Scripps climate scientists Tim Barnett and David Pierce also contributed to the new study, in which researchers used the latest generation of computer models to analyze an average 0.1-degree C (0.18-degree F) temperature rise in the top 700 meters (2,300 feet) of the oceans since 1960. That warming trend had been identified a year earlier by researcher Sydney Levitus and colleagues at NOAA’s National Oceanographic Data Center. Now, as in Barnett and Pierce’s original analysis, the models found that the warming trend could only be explained if the surge in global greenhouse gas concentrations mostly created by fossil fuel use were considered as a factor. The trend did not correlate to the effects of natural phenomena such as solar radiation and volcanic activity.
The difference is that while Barnett and Pierce relied on the output of two computer models for their original study released in 2001, the new study reports consensus among 13 computer models. Four of the estimates came from models supplying data to the next report of the Intergovernmental Panel on Climate Change (IPCC), which is scheduled to be released in stages starting in 2013. The authors of the last IPCC report, issued in 2007, shared the Nobel Peace Prize with Al Gore that year.

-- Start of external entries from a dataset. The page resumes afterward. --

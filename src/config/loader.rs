//! YAML configuration loading with `!include` resolution.
//!
//! ```yaml
//! # /home/frodo/one-ring.yml
//! Name: The One Ring
//! Effects:
//!   - !include path/to/invisibility.yml
//! ```
//!
//! An included file F may carry its own `!include` directives; their paths are
//! relative to F's directory, not to the root document.

use crate::error::{BspyError, Result};
use serde_yaml::value::TaggedValue;
use serde_yaml::{Mapping, Value};
use std::fs;
use std::path::{Path, PathBuf};

const INCLUDE_TAG: &str = "!include";

/// Load a YAML document and resolve every `!include` it reaches.
pub fn load_configs<P: AsRef<Path>>(path: P) -> Result<Value> {
    IncludeLoader::new().load_file(path)
}

pub struct IncludeLoader {
    /// Directory the next `!include` is resolved against.
    root: PathBuf,
    /// Files currently being resolved, outermost first.
    chain: Vec<PathBuf>,
}

impl Default for IncludeLoader {
    fn default() -> Self {
        Self::new()
    }
}

impl IncludeLoader {
    /// Loader whose includes resolve against the current working directory
    /// until a file is entered.
    pub fn new() -> Self {
        Self::with_root(".")
    }

    pub fn with_root<P: Into<PathBuf>>(root: P) -> Self {
        Self {
            root: root.into(),
            chain: Vec::new(),
        }
    }

    pub fn load_file<P: AsRef<Path>>(&mut self, path: P) -> Result<Value> {
        let path = path.as_ref();
        let file = fs::canonicalize(path).map_err(|e| {
            BspyError::Configuration(format!("Failed to read config {}: {}", path.display(), e))
        })?;
        self.enter(file)
    }

    /// Resolve a document that was not read from disk. Includes are relative
    /// to this loader's root.
    pub fn load_str(&mut self, contents: &str) -> Result<Value> {
        let document: Value = serde_yaml::from_str(contents)?;
        self.resolve(document)
    }

    fn enter(&mut self, file: PathBuf) -> Result<Value> {
        if self.chain.contains(&file) {
            let mut chain = self.chain.clone();
            chain.push(file);
            return Err(BspyError::IncludeCycle { chain });
        }

        let contents = fs::read_to_string(&file)?;
        let document: Value = serde_yaml::from_str(&contents).map_err(|e| {
            BspyError::Configuration(format!("Failed to parse {}: {}", file.display(), e))
        })?;

        let base = file
            .parent()
            .map(Path::to_path_buf)
            .unwrap_or_else(|| PathBuf::from("."));
        let outer_root = std::mem::replace(&mut self.root, base);
        self.chain.push(file);

        let resolved = self.resolve(document);

        self.chain.pop();
        self.root = outer_root;
        resolved
    }

    fn resolve(&mut self, value: Value) -> Result<Value> {
        match value {
            Value::Tagged(tagged) if tagged.tag == INCLUDE_TAG => {
                let TaggedValue { value, .. } = *tagged;
                match value {
                    Value::String(relative) => self.include(&relative),
                    other => Err(BspyError::Configuration(format!(
                        "{} expects a file path, got {:?}",
                        INCLUDE_TAG, other
                    ))),
                }
            }
            Value::Tagged(mut tagged) => {
                let inner = std::mem::replace(&mut tagged.value, Value::Null);
                tagged.value = self.resolve(inner)?;
                Ok(Value::Tagged(tagged))
            }
            Value::Mapping(mapping) => {
                let mut resolved = Mapping::with_capacity(mapping.len());
                for (key, value) in mapping {
                    resolved.insert(key, self.resolve(value)?);
                }
                Ok(Value::Mapping(resolved))
            }
            Value::Sequence(sequence) => sequence
                .into_iter()
                .map(|item| self.resolve(item))
                .collect::<Result<Vec<_>>>()
                .map(Value::Sequence),
            scalar => Ok(scalar),
        }
    }

    fn include(&mut self, relative: &str) -> Result<Value> {
        let filename = self.root.join(relative);
        let file = fs::canonicalize(&filename).map_err(|_| BspyError::IncludeNotFound {
            path: filename.clone(),
            included_from: self
                .chain
                .last()
                .cloned()
                .unwrap_or_else(|| self.root.clone()),
        })?;
        log::debug!("Including {}", file.display());
        self.enter(file)
    }
}

#[cfg(test)]
mod tests {
    use super::*;

    #[test]
    fn test_plain_document_passes_through() {
        let value = IncludeLoader::new()
            .load_str("Name: The One Ring\nSpecials: [resize-to-wearer]\n")
            .unwrap();
        assert_eq!(value["Name"], Value::from("The One Ring"));
        assert_eq!(value["Specials"][0], Value::from("resize-to-wearer"));
    }

    #[test]
    fn test_include_requires_string_path() {
        let err = IncludeLoader::new().load_str("a: !include [1, 2]\n").unwrap_err();
        assert!(matches!(err, BspyError::Configuration(_)));
    }

    #[test]
    fn test_other_tags_are_preserved() {
        let value = IncludeLoader::new().load_str("a: !custom 3\n").unwrap();
        match &value["a"] {
            Value::Tagged(tagged) => {
                assert_eq!(tagged.tag, "!custom");
                assert_eq!(tagged.value, Value::from(3));
            }
            other => panic!("expected a tagged value, got {other:?}"),
        }
    }

    #[test]
    fn test_include_from_string_uses_loader_root() {
        let dir = tempfile::tempdir().unwrap();
        fs::write(dir.path().join("sub.yml"), "Name: invisibility\n").unwrap();

        let value = IncludeLoader::with_root(dir.path())
            .load_str("Effects:\n  - !include sub.yml\n")
            .unwrap();
        assert_eq!(value["Effects"][0]["Name"], Value::from("invisibility"));
    }

    #[test]
    fn test_missing_include_names_path() {
        let dir = tempfile::tempdir().unwrap();
        let err = IncludeLoader::with_root(dir.path())
            .load_str("a: !include nowhere.yml\n")
            .unwrap_err();
        match err {
            BspyError::IncludeNotFound { path, .. } => assert!(path.ends_with("nowhere.yml")),
            other => panic!("unexpected error: {other:?}"),
        }
    }
}
pub mod io;

pub use io::{create_directory, create_directory_timestamp, save_configs};
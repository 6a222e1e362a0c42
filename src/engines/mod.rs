pub mod platforms;

pub use platforms::{get_platform, Evaluate, Platform};
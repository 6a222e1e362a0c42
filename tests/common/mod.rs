use rand::rngs::StdRng;
use rand::{Rng, SeedableRng};
use serde_json::json;
use std::path::{Path, PathBuf};

/// Write a random two-layer checkpoint with `input_dim` inputs and 2 outputs.
pub fn write_checkpoint(dir: &Path, input_dim: usize, amplification: f64, seed: u64) -> PathBuf {
    let mut rng = StdRng::seed_from_u64(seed);
    let mut matrix = |rows: usize, cols: usize| -> Vec<Vec<f64>> {
        (0..rows)
            .map(|_| (0..cols).map(|_| rng.gen_range(-1.0..1.0)).collect())
            .collect()
    };
    let hidden = matrix(input_dim, 8);
    let output = matrix(8, 2);

    let checkpoint = json!({
        "info": {
            "amplitude": vec![1.5; input_dim],
            "amplification": amplification,
        },
        "layers": [
            { "weights": hidden, "bias": vec![0.1; 8], "activation": "relu" },
            { "weights": output, "bias": [0.0, 0.0], "activation": "linear" },
        ],
    });

    let path = dir.join("checkpoint.json");
    std::fs::write(&path, serde_json::to_string_pretty(&checkpoint).unwrap()).unwrap();
    path
}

“It puts the human causality of ocean warming on an even stronger footing than it was before,” said Barnett.
Pierce said the conclusion of the new study does not differ from that made in 2001 but the confirmation was important for several reasons. Some of the historical temperature observations which he and Barnett relied upon in 2001 were later shown to be biased; corrected data has been used in the new analysis.
“So the subject needed to be revisited for that if nothing else,” Pierce said.
Peter Glecker, a climate scientist at Lawrence Livermore, led the study. Other co-authors are from the Antarctic and Climate Ecosystems Cooperative Research Centre in Hobart, Australia, CSIRO Marine and Atmospheric Research in Hobart, the Indian Institute of Technology in Delhi, India, NOAA, and the Meteorological Research Institute in Tsukuba, Japan.